Mediation is a process by which people in conflict meet and attempt to resolve the issues between them with the help of a neutral third party.
A mediator does not make decisions for the people involved. A mediator, through questioning and discussing the issues with the parties in conflict, helps them examine their positions, decide what their true interests are, and reach a mutually agreeable decision.
In court, the parties and their lawyers present evidence to a judge or jury, who decides the outcome of the disagreement for them. Most of the time, one side is not happy with the decision. In a surprising number of cases, everyone is unhappy with the decision! Often, the very same people end up back in court over and over again, trying to enforce or interpret the Court's ruling.
In a mediation, the parties make their own decisions, rather than have the result dictated to them. No result is reached that is not agreed to by all of the people involved. No one should walk away from a mediation feeling that the decision reached was unfair, since everyone had a part in making it.
In court, people spend much of their time and their energy trying to "tear the other side down" by questioning their truthfulness and their character. While this may feel good in the short term, it often leaves everyone, even the "winners", with lasting feelings of anger, frustration, and bitterness. For that reason, mediation is particularly useful in conflicts involving people who will necessarily have to keep dealing with one another, such as divorcing spouses with children or business people engaged in ongoing enterprises.
In court, the parties' attorneys spend a large part of their time arguing, not about the facts, but about what facts can be presented and in what way they can be presented. Some questions must be asked and answered in particular ways, and some facts which you may feel are vital to an understanding of the issues may not be heard at all. In a mediation, the parties are free to discuss matters in an open and natural fashion, without being restricted by technical rules of procedure or evidence.
Mediation, in most cases, will save the parties money, especially if you compare the cost of going to court. The mediator does charge a fee, which is split equally between the parties.
Mediation sessions are held at a time and place convenient to the parties. In a court case, the everyone is at the mercy of the court's schedule. A case may be placed on a court docket several times without being reached, resulting in lost time and frustration for the parties.

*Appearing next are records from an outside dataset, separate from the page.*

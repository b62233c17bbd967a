//! In-app notifications.
//!
//! Every authenticated user can read and manage their own notifications;
//! sending one to another user needs `notifications.messages.send`.

use axum::{
    Extension, Json,
    extract::{Path, Query, State},
    http::StatusCode,
    response::IntoResponse,
};
use uuid::Uuid;

use crate::app::AppState;
use crate::error::AppError;
use crate::middleware::auth::AuthContext;
use crate::models::auth::permissions;
use crate::models::notification::{
    CreateNotificationRequest, MarkAllReadResponse, Notification, NotificationFilter, UnreadCount,
};
use crate::pagination::{PageQuery, PageRequest, PaginatedResponse};
use crate::services::notification_service;

/// Send a notification to a user of the tenant.
///
/// # Request Body
///
/// ```json
/// {
///   "user_id": "550e8400-e29b-41d4-a716-446655440000",
///   "title": "Inventory count",
///   "message": "Zone A count starts Monday",
///   "priority": "HIGH"
/// }
/// ```
pub async fn create_notification(
    State(state): State<AppState>,
    Extension(auth): Extension<AuthContext>,
    Json(request): Json<CreateNotificationRequest>,
) -> Result<impl IntoResponse, AppError> {
    auth.require(permissions::NOTIFICATIONS_SEND)?;
    let notification =
        notification_service::create_notification(&state.ctx, &auth, request).await?;
    Ok((StatusCode::CREATED, Json(notification)))
}

/// The caller's notifications, newest first. `?unread_only=true` hides read ones.
pub async fn list_notifications(
    State(state): State<AppState>,
    Extension(auth): Extension<AuthContext>,
    Query(page): Query<PageQuery>,
    Query(filter): Query<NotificationFilter>,
) -> Result<Json<PaginatedResponse<Notification>>, AppError> {
    let page = PageRequest::from(page);
    let unread_only = filter.unread_only.unwrap_or(false);
    let notifications =
        notification_service::list_own(&state.ctx, &auth, unread_only, page).await?;
    Ok(Json(PaginatedResponse::new(notifications, page)))
}

pub async fn unread_count(
    State(state): State<AppState>,
    Extension(auth): Extension<AuthContext>,
) -> Result<Json<UnreadCount>, AppError> {
    Ok(Json(
        notification_service::unread_count(&state.ctx, &auth).await?,
    ))
}

pub async fn mark_read(
    State(state): State<AppState>,
    Extension(auth): Extension<AuthContext>,
    Path(id): Path<Uuid>,
) -> Result<Json<Notification>, AppError> {
    Ok(Json(
        notification_service::mark_read(&state.ctx, &auth, id).await?,
    ))
}

pub async fn mark_all_read(
    State(state): State<AppState>,
    Extension(auth): Extension<AuthContext>,
) -> Result<Json<MarkAllReadResponse>, AppError> {
    Ok(Json(
        notification_service::mark_all_read(&state.ctx, &auth).await?,
    ))
}

pub async fn delete_notification(
    State(state): State<AppState>,
    Extension(auth): Extension<AuthContext>,
    Path(id): Path<Uuid>,
) -> Result<StatusCode, AppError> {
    notification_service::delete_own(&state.ctx, &auth, id).await?;
    Ok(StatusCode::NO_CONTENT)
}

Many disputes between people involve highly emotional issues. A neutral mediator who is not involved in the dispute can often step back from the dispute and help the parties look at things more objectively. In addition, many disputes involve issues that the parties may not even mention to one another. Often, in mediation, the mediator can help the parties identify and rationally discuss the real issues between them.
You may wish to consult a lawyer prior to mediation to inform yourself of your rights. You may even wish to have the lawyer attend the mediation to inform you of the legal consequences of certain decisions you may make. As a mediator, I may let both parties know in a general way what the law is on a particular issue, but I am not there to tell anyone what they should do.
Since 1996, I have been certified by North Carolina's Dispute Resolution Commission as a Superior Court Mediator. I have also been approved by the North Carolina Industrial Commission to mediate Worker's Compensation disputes. I have served as a mediator in a large number of disputes. I have completed over 100 hours of training and continuing education in Mediation, including specialized studies in Family and Divorce Mediation. I currently serve on the Board of Directors of the Dispute Settlement Center of Moore County.
I have been a practicing lawyer since 1989 concentrating in civil litigation. I have handled cases in all levels of the state's courts, from Small Claims Court to the Supreme Court of North Carolina. In those years of practice, I have come to believe that many disputes can and should be resolved through other means than our crowded, and expensive court system. I would strongly urge you to consider mediation as an alternative to going to court.